Bitcoin briefly dipped to $98,966 overnight — marking its lowest point since late June 2025, according to TradingView data.

As of writing, the flagship cryptocurrency has slightly recovered, now trading above $101,000, stabilizing within that range after the sharp correction.

Market-wide pullback

Following Bitcoin’s drop, most major altcoins also saw red.
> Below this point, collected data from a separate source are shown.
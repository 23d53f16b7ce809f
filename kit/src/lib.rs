#![deny(
    unsafe_code,
    clippy::unwrap_used,
    clippy::expect_used,
    clippy::panic,
    clippy::todo,
    clippy::unimplemented,
    clippy::dbg_macro
)]
//! Build delimiter-driven mini-languages: scan text into tokens, project
//! them into a lazy node tree, and compile nodes into scoped output.
//!
//! See [`scankit_core`] for the engine and [`scankit_macros`] for
//! `#[derive(NodeKind)]`.
pub use scankit_core::*;
pub use scankit_macros::*;
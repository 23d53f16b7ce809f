#![deny(
    unsafe_code,
    clippy::unwrap_used,
    clippy::expect_used,
    clippy::panic,
    clippy::todo,
    clippy::unimplemented,
    clippy::dbg_macro
)]

//! Procedural macros for the scankit mini-language engine.
//!
//! - [`NodeKind`](derive@NodeKind): implements `scankit::NodeKind` for a
//!   grammar's closed kind enumeration
//!
//! # Quick Start
//!
//! ```ignore
//! use scankit::NodeKind;
//!
//! #[derive(Debug, Clone, Copy, PartialEq, Eq, PartialOrd, Ord, Hash, NodeKind)]
//! enum Kind {
//!     #[kind(base)]
//!     Node,
//!     Document,
//!     Text,
//!     Block,
//!     #[kind(extends = Block)]
//!     Filter,
//! }
//! ```
use proc_macro::TokenStream;
use syn::{DeriveInput, parse_macro_input};

mod node_kind;

/// Derives `scankit::NodeKind` for a fieldless enum.
///
/// Kinds form a single-inheritance hierarchy. Every variant extends the
/// variant marked `#[kind(base)]` unless it names another parent.
///
/// # Attributes
///
/// - `#[kind(base)]`: the root of the hierarchy (at most one)
/// - `#[kind(extends = Variant)]`: the direct parent kind
/// - `#[kind(rename = "name")]`: the name used in errors and lookups,
///   defaulting to the variant name
///
/// # Generated Code
///
/// - `ALL`: every variant in declaration order
/// - `BASE`: the base variant, if any
/// - `name()` and `extends()`
///
/// # Errors
///
/// Fails to compile for non-enums, generic enums, variants with fields,
/// more than one base, unknown or cyclic parents and duplicate names.
///
/// # Example
///
/// ```ignore
/// #[derive(Debug, Clone, Copy, PartialEq, Eq, PartialOrd, Ord, Hash, NodeKind)]
/// enum Kind {
///     #[kind(base)]
///     Node,
///     Text,
///     #[kind(rename = "var")]
///     Var,
///     #[kind(extends = Var)]
///     OptionalVar,
/// }
///
/// assert_eq!(Kind::Var.name(), "var");
/// assert!(Kind::OptionalVar.is_a(Kind::Node));
/// assert_eq!(Kind::from_name("Text"), Some(Kind::Text));
/// ```
#[proc_macro_derive(NodeKind, attributes(kind))]
pub fn derive_node_kind(input: TokenStream) -> TokenStream {
    let input = parse_macro_input!(input as DeriveInput);
    node_kind::expand(input)
        .unwrap_or_else(syn::Error::into_compile_error)
        .into()
}
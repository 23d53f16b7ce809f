#![no_main]

use arbitrary::Arbitrary;
use libfuzzer_sys::fuzz_target;
use scankit::rules::LiteralPair;
use scankit::{Compiler, Grammar, Lexer, Linker, NodeKind, NodeTree, ParseConfig, Parser, ProcessedData};

#[derive(Debug, Clone, Copy, PartialEq, Eq, PartialOrd, Ord, Hash, NodeKind)]
enum Kind {
    #[kind(base)]
    Node,
    Document,
    Text,
    Angle,
    Square,
    #[kind(extends = Square)]
    Curly,
}

struct Brackets {
    lexer: Lexer<Kind>,
}

impl Grammar for Brackets {
    type Kind = Kind;
    type Item = ProcessedData<Kind>;

    fn lexer(&self) -> &Lexer<Kind> {
        &self.lexer
    }
}

#[derive(Debug, Arbitrary)]
struct Input {
    config: ParseConfig,
    source: String,
}

fuzz_target!(|input: Input| {
    let Ok(lexer) = Lexer::new(Kind::Text, Kind::Document)
        .with_rule(LiteralPair::new(Kind::Angle, "<<", ">>"))
        .and_then(|lexer| lexer.with_rule(LiteralPair::new(Kind::Square, "[", "]")))
        .and_then(|lexer| lexer.with_rule(LiteralPair::new(Kind::Curly, "{", "}")))
    else {
        return;
    };
    let grammar = Brackets { lexer };

    // Cap nesting so the fuzzer explores inputs rather than stack limits
    let config = ParseConfig {
        max_recursion_depth: input.config.max_recursion_depth.min(256),
        ..input.config
    };
    let source = input.source.as_str();

    let Ok(tree) = Parser::new(grammar.lexer(), source).with_config(config).parse() else {
        return;
    };
    assert_eq!(tree.text(tree.root()), source);
    for (id, token) in tree.iter() {
        assert!(token.is_closed());
        assert_eq!(tree.reconstruct(id), tree.text(id));
    }

    let nodes = NodeTree::new(&grammar, tree);
    let descendants = nodes.root().descendants().count();
    if let Ok(linker) = Compiler::new(nodes, Linker::new()).compile() {
        assert!(linker.walk().count() <= descendants + 1);
    }
});
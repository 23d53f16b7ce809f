/// A byte range into the source text handed to a [`Parser`](crate::Parser).
///
/// Every slice a token owns (its original stream, delimiters, processed
/// content and remaining stream) is a `Span` into the same source, so a
/// closed token can always be reconstructed by slicing.
#[cfg_attr(feature = "serde", derive(serde::Serialize, serde::Deserialize))]
#[derive(Debug, Clone, Copy, PartialEq, Eq, Hash, Default)]
pub struct Span {
    /// Start byte offset.
    pub start: usize,
    /// End byte offset (exclusive).
    pub end: usize,
}

impl Span {
    #[inline]
    pub const fn new(start: usize, end: usize) -> Self {
        Self { start, end }
    }

    /// A zero-length span positioned at `at`.
    #[inline]
    pub const fn empty(at: usize) -> Self {
        Self { start: at, end: at }
    }

    /// Returns the length of this span.
    ///
    /// Inverted spans (`end < start`) clamp to `0`.
    #[inline]
    pub const fn len(&self) -> usize {
        self.end.saturating_sub(self.start)
    }

    #[inline]
    pub const fn is_empty(&self) -> bool {
        self.len() == 0
    }

    /// The first `len` bytes of this span.
    #[inline]
    pub fn prefix(&self, len: usize) -> Self {
        Self::new(self.start, (self.start + len).min(self.end))
    }

    /// Everything from `offset` (relative to `start`) to the end.
    #[inline]
    pub fn skip(&self, offset: usize) -> Self {
        Self::new((self.start + offset).min(self.end), self.end)
    }

    /// Join two spans into one covering both regions.
    #[inline]
    pub fn join(&self, other: &Self) -> Self {
        Self::new(self.start.min(other.start), self.end.max(other.end))
    }

    /// Slices `source` by this span.
    ///
    /// Spans produced by the scanner always fall on `char` boundaries of the
    /// source they were produced for.
    #[inline]
    pub fn slice<'s>(&self, source: &'s str) -> &'s str {
        &source[self.start..self.end]
    }
}

#[cfg(test)]
mod tests {
    use super::*;

    #[test]
    fn test_prefix_and_skip_partition() {
        let span = Span::new(3, 10);
        let (head, tail) = (span.prefix(4), span.skip(4));
        assert_eq!(head, Span::new(3, 7));
        assert_eq!(tail, Span::new(7, 10));
        assert_eq!(head.len() + tail.len(), span.len());
    }

    #[test]
    fn test_prefix_and_skip_clamp() {
        let span = Span::new(3, 5);
        assert_eq!(span.prefix(10), span);
        assert!(span.skip(10).is_empty());
        assert_eq!(span.skip(10).start, 5);
    }

    #[test]
    fn test_inverted_span_is_empty() {
        assert!(Span::new(10, 5).is_empty());
    }

    #[test]
    fn test_slice() {
        assert_eq!(Span::new(1, 3).slice("a<<b"), "<<");
        assert_eq!(Span::empty(4).slice("a<<b"), "");
    }
}
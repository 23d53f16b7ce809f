use divan::{Bencher, black_box};
use scankit::{NodeTree, Parser};
use stencil::Stencil;

fn main() {
    divan::main();
}

const SAMPLE_LINES: &[&str] = &[
    "Dear {{name}},\n",
    "your order {#upper {{order}}#} has shipped{?, tracking {{tracking}}?}.\n",
    "{#trim   Thanks for shopping with us!   #}\n",
    "Plain text with no tags at all, just to pad things out.\n",
];

const ARGS: &[(&str, &str)] = &[("name", "Ada"), ("order", "a-113")];

/// Generate a template with N lines cycling through the samples
fn generate_template(count: usize) -> String {
    let mut result = String::with_capacity(count * 64);
    for i in 0..count {
        result.push_str(SAMPLE_LINES[i % SAMPLE_LINES.len()]);
    }
    result
}

#[divan::bench(
    name = "scan",
    args = [10, 100, 1000, 10_000],
)]
fn bench_scan(bencher: Bencher, n: usize) {
    let stencil = Stencil::new().unwrap();
    let input = generate_template(n);

    bencher
        .counter(divan::counter::BytesCount::new(input.len()))
        .bench(|| black_box(Parser::new(scankit::Grammar::lexer(&stencil), &input).parse().unwrap()));
}

#[divan::bench(
    name = "node_tree",
    args = [10, 100, 1000, 10_000],
)]
fn bench_node_tree(bencher: Bencher, n: usize) {
    let stencil = Stencil::new().unwrap();
    let input = generate_template(n);

    bencher.bench(|| {
        let tree = NodeTree::parse(&stencil, &input).unwrap();
        black_box(tree.root().descendants().count())
    });
}

#[divan::bench(
    name = "render",
    args = [10, 100, 1000, 10_000],
)]
fn bench_render(bencher: Bencher, n: usize) {
    let stencil = Stencil::new().unwrap();
    let input = generate_template(n);

    bencher
        .counter(divan::counter::BytesCount::new(input.len()))
        .bench(|| black_box(stencil.render(&input, ARGS.iter().copied()).unwrap()));
}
Ethereum lost nearly 5% in the past 24 hours, while other top-10 assets by market capitalization recorded similar declines.
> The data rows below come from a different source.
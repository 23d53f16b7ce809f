//! Core error types for scankit.
//!
//! Every failure of [`Parser::parse`](crate::Parser::parse) and
//! [`Compiler::compile`](crate::Compiler::compile) is reported as an
//! [`Error`]. None of them are recovered internally: the token or node tree
//! that produced one must be discarded.
//!
//! Grammar crates that add their own failure modes (usually in the final
//! [`Link`](crate::Link) step) should wrap this type:
//!
//! ```ignore
//! use thiserror::Error;
//!
//! #[derive(Error, Debug)]
//! pub enum RenderError {
//!     #[error(transparent)]
//!     Compile(#[from] scankit::Error),
//!
//!     #[error("missing argument `{0}`")]
//!     MissingArgument(String),
//! }
//! ```

use core::fmt;

use thiserror::Error;

use crate::token::TokenId;

/// Identity of a node inside an error, detached from the tree it came from.
#[derive(Debug, Clone, Copy, PartialEq, Eq, Hash)]
pub struct NodeInfo {
    /// The token the node wraps.
    pub id: TokenId,
    /// The node kind's name.
    pub kind: &'static str,
}

impl fmt::Display for NodeInfo {
    fn fmt(&self, f: &mut fmt::Formatter<'_>) -> fmt::Result {
        write!(f, "{}{}", self.kind, self.id)
    }
}

/// The ways a token's `unopened → opened → closed` state machine can be
/// misused.
#[derive(Debug, Clone, Copy, PartialEq, Eq)]
pub enum Violation {
    /// `open` without a detected open delimiter.
    OpenTagNotIdentified,
    /// `open` on a token that was already opened.
    AlreadyOpened,
    /// `close` on a token that was never opened.
    NotOpened,
    /// Unforced `close` without a detected close delimiter.
    CloseTagNotIdentified,
    /// `open` or `close` on a token that is already closed.
    AlreadyClosed,
}

impl fmt::Display for Violation {
    fn fmt(&self, f: &mut fmt::Formatter<'_>) -> fmt::Result {
        f.write_str(match self {
            Violation::OpenTagNotIdentified => "opening tag not identified, token cannot be opened",
            Violation::AlreadyOpened => "token is opened already",
            Violation::NotOpened => "token was never opened",
            Violation::CloseTagNotIdentified => {
                "closing tag not identified, token cannot be closed"
            }
            Violation::AlreadyClosed => "token is closed already",
        })
    }
}

/// Core scankit error type.
#[derive(Error, Debug, Clone, PartialEq, Eq)]
pub enum Error {
    /// A token's open/close state machine was violated.
    ///
    /// This is a bug in a grammar or in the caller, never a property of the
    /// input text.
    #[error("protocol violation on {kind} token: {violation}")]
    Protocol {
        kind: &'static str,
        violation: Violation,
    },

    /// The stream ended while a token still expected its close delimiter.
    #[error(
        "unclosed {open} token at byte {offset} expects a closing {}tag",
        expected_tag(.expected)
    )]
    UnclosedToken {
        /// The detected open delimiter, or the token kind when it has none.
        open: String,
        /// The close delimiter the grammar guessed, if any.
        expected: Option<String>,
        /// Byte offset of the token in the source.
        offset: usize,
    },

    /// A node's own `is_allowed` check refused it.
    #[error("the node {node} is not allowed {}", placement(.parent))]
    NotAllowed {
        node: NodeInfo,
        parent: Option<NodeInfo>,
    },

    /// A strict node found a descendant whose kind it does not allow.
    #[error("the node {child} is not allowed in a {container} node")]
    DisallowedChild {
        child: NodeInfo,
        container: NodeInfo,
    },

    /// A strict node's mandatory kinds were not all present among its
    /// descendants.
    #[error(
        "the node {node} has mandatory constraints which are not met: {}",
        .missing.join(", ")
    )]
    MissingMandatoryChild {
        node: NodeInfo,
        missing: Vec<&'static str>,
    },

    /// A caller passed a malformed configuration value.
    #[error("invalid argument `{argument}`: {reason}")]
    InvalidArgument {
        argument: &'static str,
        reason: String,
    },

    /// Nested delegation went deeper than
    /// [`ParseConfig::max_recursion_depth`](crate::ParseConfig::max_recursion_depth).
    #[error("recursion limit exceeded: depth {depth} > limit {limit}")]
    RecursionLimitExceeded { depth: usize, limit: usize },

    /// More tokens were admitted than
    /// [`ParseConfig::max_tokens`](crate::ParseConfig::max_tokens).
    #[error("token limit exceeded: consumed {consumed} > limit {limit}")]
    TokenLimitExceeded { consumed: usize, limit: usize },
}

impl Error {
    pub(crate) fn protocol(kind: &'static str, violation: Violation) -> Self {
        Self::Protocol { kind, violation }
    }

    pub(crate) fn invalid_argument(argument: &'static str, reason: impl Into<String>) -> Self {
        Self::InvalidArgument {
            argument,
            reason: reason.into(),
        }
    }
}

fn expected_tag(expected: &Option<String>) -> String {
    expected
        .as_deref()
        .map(|tag| format!("{tag} "))
        .unwrap_or_default()
}

fn placement(parent: &Option<NodeInfo>) -> String {
    match parent {
        Some(parent) => format!("in a {parent} node"),
        None => "as the root node".to_string(),
    }
}

#[cfg(test)]
mod tests {
    use super::*;

    fn info(id: usize, kind: &'static str) -> NodeInfo {
        NodeInfo {
            id: TokenId::new(id),
            kind,
        }
    }

    #[test]
    fn test_unclosed_message_with_guess() {
        let err = Error::UnclosedToken {
            open: "<<".into(),
            expected: Some(">>".into()),
            offset: 0,
        };
        assert_eq!(
            err.to_string(),
            "unclosed << token at byte 0 expects a closing >> tag"
        );
    }

    #[test]
    fn test_unclosed_message_without_guess() {
        let err = Error::UnclosedToken {
            open: "Tag".into(),
            expected: None,
            offset: 4,
        };
        assert_eq!(
            err.to_string(),
            "unclosed Tag token at byte 4 expects a closing tag"
        );
    }

    #[test]
    fn test_not_allowed_names_root() {
        let err = Error::NotAllowed {
            node: info(0, "Tag"),
            parent: None,
        };
        assert_eq!(err.to_string(), "the node Tag#0 is not allowed as the root node");

        let err = Error::NotAllowed {
            node: info(3, "Tag"),
            parent: Some(info(1, "Block")),
        };
        assert_eq!(
            err.to_string(),
            "the node Tag#3 is not allowed in a Block#1 node"
        );
    }

    #[test]
    fn test_missing_mandatory_lists_kinds() {
        let err = Error::MissingMandatoryChild {
            node: info(2, "Section"),
            missing: vec!["Title", "Body"],
        };
        assert_eq!(
            err.to_string(),
            "the node Section#2 has mandatory constraints which are not met: Title, Body"
        );
    }
}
The 24-hour liquidation volume has surpassed $1.77 billion, mostly consisting of long positions — traders who bet on a rebound after the brief recovery on November 4.

Growing fear and fading optimism

The Crypto Fear & Greed Index fell by 16 points within a day, reflecting increased market pessimism and cautious sentiment among traders.

Analysts attribute the current downturn to several overlapping factors — the Federal Reserve’s cautious stance on monetary easing, weakened institutional demand, and continued sell-offs by major holders.

Expert insight

Paul Howard, CEO of Wincent, told CoinDesk that the summer 2025 excitement surrounding Bitcoin ETFs and Treasury-backed crypto firms (DAT) has largely evaporated.

“Large holders continue to offload assets, creating selling pressure that isn’t being absorbed by new buyers,” Howard explained.

He added that if this dynamic continues, it could signal the beginning of a new bear market, consistent with Bitcoin’s traditional four-year cycle.